Ho voluto esplorare tutto quello che è stato chiamato ed è ancora oggi chiamato “museo virtuale”. Ho notato che il museo virtuale non è un concetto, in quanto non ha una definizione precisa. Potrebbe essere una nozione perché lo si potrebbe vedere come un dominio, ma anche in questo caso i suoi confini rimangono vaghi. Molte produzioni rivendicano lo status di “museo virtuale” per molte ragioni diverse. Negli anni Novanta c’è stato il boom del termine virtuale. L’immagine del museo è caratterizzata da un’aria seriosa. Allo stesso tempo, anche l’idea di museo è estremamente vasta, abbraccia tutto il campo della memoria e della visualizzazione di sè, di ciò che si vuole presentare come identità. Il risultato è tanto vario quanto le risposte a questi tipi di approcci. Per rispondere alla domanda, se per virtuale intendiamo tutto ciò che si trova su un computer e su internet, allora qualsiasi immagine su uno schermo è virtuale. Che si tratti di 2D o 3D, pseudo 3D, VR, AR, XR…. poco importa. Un “museo virtuale” non deve essere per forza in 3D. Qualsiasi formato di immagine digitale è valido.
Nel suo libro si parla di musei virtuali amatoriali. Col tempo si conferirà loro uno status più elevato?
I musei amatoriali virtuali abbondano su internet. Questa creatività a volte porta a un risultato simile a quello dei musei tradizionali. Spesso non è così, perché perlopiù i creatori sono interessati a descrivere i propri gusti e a condividerli attraverso la diffusione di massa di internet. È allora che i professionisti dei musei se ne interessano, non tanto per riconoscere a quei modelli uno status di museo, quanto per incorporare la creatività del loro pubblico nel loro approccio museale. Si tratta di una nuova forma di dialogo tra produzione e pubblico, o meglio di una rinnovata forma di dialogo, perché Jenkins ha chiaramente dimostrato che le produzioni artistiche non agiscono sui puri ricettori. Con i musei è diverso rispetto alla produzione di fandom per film e serie cult. Il pubblico è diverso e sta per essere riscoperto. Tanto più che lo sviluppo dell’XR sta portando nuovi partecipanti extra-museali molto attivi, drenando possibilità davvero fruttuose per i musei come per il mondo artistico.

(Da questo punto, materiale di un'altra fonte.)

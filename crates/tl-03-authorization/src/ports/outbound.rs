use crate::domain::errors::LoadError;

/// Content-addressed object store holding registry documents.
///
/// Addresses are the lowercase hex SHA-256 of the object bytes.
pub trait ContentStore: Send + Sync {
    /// Fetch an object, verifying that its bytes match `address`.
    fn fetch(&self, address: &str) -> Result<Vec<u8>, LoadError>;

    /// Store an object and return its address.
    fn put(&self, bytes: &[u8]) -> Result<String, LoadError>;
}
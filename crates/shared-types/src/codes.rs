//! # Response Codes
//!
//! Numeric codes returned to the consensus engine. The values are part of
//! the wire contract with existing clients and must never be renumbered.

use serde::{Deserialize, Serialize};
use std::fmt;

/// Result code attached to every boundary response.
#[derive(Debug, Clone, Copy, PartialEq, Eq, Hash, Serialize, Deserialize)]
#[serde(into = "u32", try_from = "u32")]
pub enum ResponseCode {
    /// Validation and application completed.
    Ok,
    /// Unparsable request body, malformed identity or signature bytes.
    EncodingError,
    /// Reserved: nonce tracking is not enforced by the ledger.
    BadNonce,
    /// Policy or business-rule violation.
    Unauthorized,
    /// Reserved for client-side transport failures; never raised by the node.
    ClientError,
    /// The backing store failed while serving the request.
    Internal,
}

impl ResponseCode {
    pub const fn as_u32(self) -> u32 {
        match self {
            ResponseCode::Ok => 0,
            ResponseCode::EncodingError => 1,
            ResponseCode::BadNonce => 2,
            ResponseCode::Unauthorized => 3,
            ResponseCode::ClientError => 4,
            ResponseCode::Internal => 5,
        }
    }

    pub const fn is_ok(self) -> bool {
        matches!(self, ResponseCode::Ok)
    }
}

impl From<ResponseCode> for u32 {
    fn from(code: ResponseCode) -> Self {
        code.as_u32()
    }
}

impl TryFrom<u32> for ResponseCode {
    type Error = String;

    fn try_from(value: u32) -> Result<Self, Self::Error> {
        match value {
            0 => Ok(ResponseCode::Ok),
            1 => Ok(ResponseCode::EncodingError),
            2 => Ok(ResponseCode::BadNonce),
            3 => Ok(ResponseCode::Unauthorized),
            4 => Ok(ResponseCode::ClientError),
            5 => Ok(ResponseCode::Internal),
            other => Err(format!("unknown response code {other}")),
        }
    }
}

impl fmt::Display for ResponseCode {
    fn fmt(&self, f: &mut fmt::Formatter<'_>) -> fmt::Result {
        let name = match self {
            ResponseCode::Ok => "ok",
            ResponseCode::EncodingError => "encoding_error",
            ResponseCode::BadNonce => "bad_nonce",
            ResponseCode::Unauthorized => "unauthorized",
            ResponseCode::ClientError => "client_error",
            ResponseCode::Internal => "internal",
        };
        f.write_str(name)
    }
}
//! # Inbound Ports (Driving Ports / API)

use crate::domain::errors::SignatureError;
use crate::domain::identity::Identity;

/// Signature verification as seen by the request validators.
///
/// Implementations must be deterministic: the same bytes yield the same
/// answer on every replica.
pub trait SignatureVerificationApi: Send + Sync {
    /// Check `signature` over `payload` for the key encoded in `identity`.
    ///
    /// # Errors
    /// * `MalformedIdentity` - `identity` does not decode to a public key
    /// * `MalformedSignature` - `signature` cannot be parsed
    fn verify(
        &self,
        identity: &[u8],
        signature: &[u8],
        payload: &[u8],
    ) -> Result<bool, SignatureError>;

    /// Decode identity bytes without checking any signature.
    fn decode_identity(&self, identity: &[u8]) -> Result<Identity, SignatureError> {
        Identity::from_bytes(identity)
    }
}
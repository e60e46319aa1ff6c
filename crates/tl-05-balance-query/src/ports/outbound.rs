use shared_types::{Amount, Timestamp};
use tl_01_signature_verification::Identity;
use tl_02_ledger_store::{CommittedView, KeyValueStore, StoreError};

/// Wall clock used for freshness checks.
pub trait TimeSource: Send + Sync {
    /// Milliseconds since the Unix epoch.
    fn now(&self) -> Timestamp;
}

/// Read access to committed balances.
pub trait BalanceReader {
    fn balance(&self, identity: &Identity) -> Result<Amount, StoreError>;
}

impl<S: KeyValueStore> BalanceReader for CommittedView<S> {
    fn balance(&self, identity: &Identity) -> Result<Amount, StoreError> {
        CommittedView::balance(self, identity)
    }
}
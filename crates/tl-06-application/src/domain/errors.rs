use thiserror::Error;
use tl_02_ledger_store::StoreError;
use tl_03_authorization::LoadError;

/// Failures the node cannot answer with a response code.
#[derive(Debug, Clone, PartialEq, Eq, Error)]
pub enum ApplicationError {
    #[error("Ledger store failure: {0}")]
    Store(#[from] StoreError),

    #[error("Registry failure: {0}")]
    Registry(#[from] LoadError),
}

L’architettura in senso informatico può essere rappresentata dall’architettura in senso stretto nei musei virtuali?
No, l’architettura in senso stretto, artistico, in un mondo virtuale è grafica, visiva, ergonomica (anche se “liquida”). L’architettura informatica è l’organizzazione delle diverse parti di un sito, di una piattaforma, il modo in cui sono collegate le sue parti, le sue funzioni. Ho usato questa idea di architettura che ritorna alla nozione teorica di architettura come disposizione generale, nel senso di “disegno”, in italiano, il “dessein” in francese, con le sue connotazioni divine per la creazione del mondo, o di “archè” in greco, il principio, come per l’arte architettonica nel senso di Aristotele: l’arte al principio di tutte le produzioni. Da qui deriva il significato di arte architettonica in quanto parte delle “belle arti”. Nel mio libro mi sono soffermata su questa idea di architettura informatica in cui la piattaforma virtuale è destinata a orchestrare la vita del museo tangibile. È un po’ un’associazione di idee, una specie di gioco di parole. È un capovolgimento totale se lo vediamo nel senso che la disposizione virtuale dirigerà la parte sensibile, mentre per i curatori sono ovviamente le opere reali e la loro esposizione in un edificio reale con architettura fisica a dover dominare. Allo stesso tempo notiamo che non c’è un’esclusività del mondo virtuale. Secondo quest’ordine di idee, gli spazi virtuali e fisici sono correlati e complementari. La fisicità è un momento essenziale di questa concezione architettonica, anche se la regia parte dalla parte virtuale.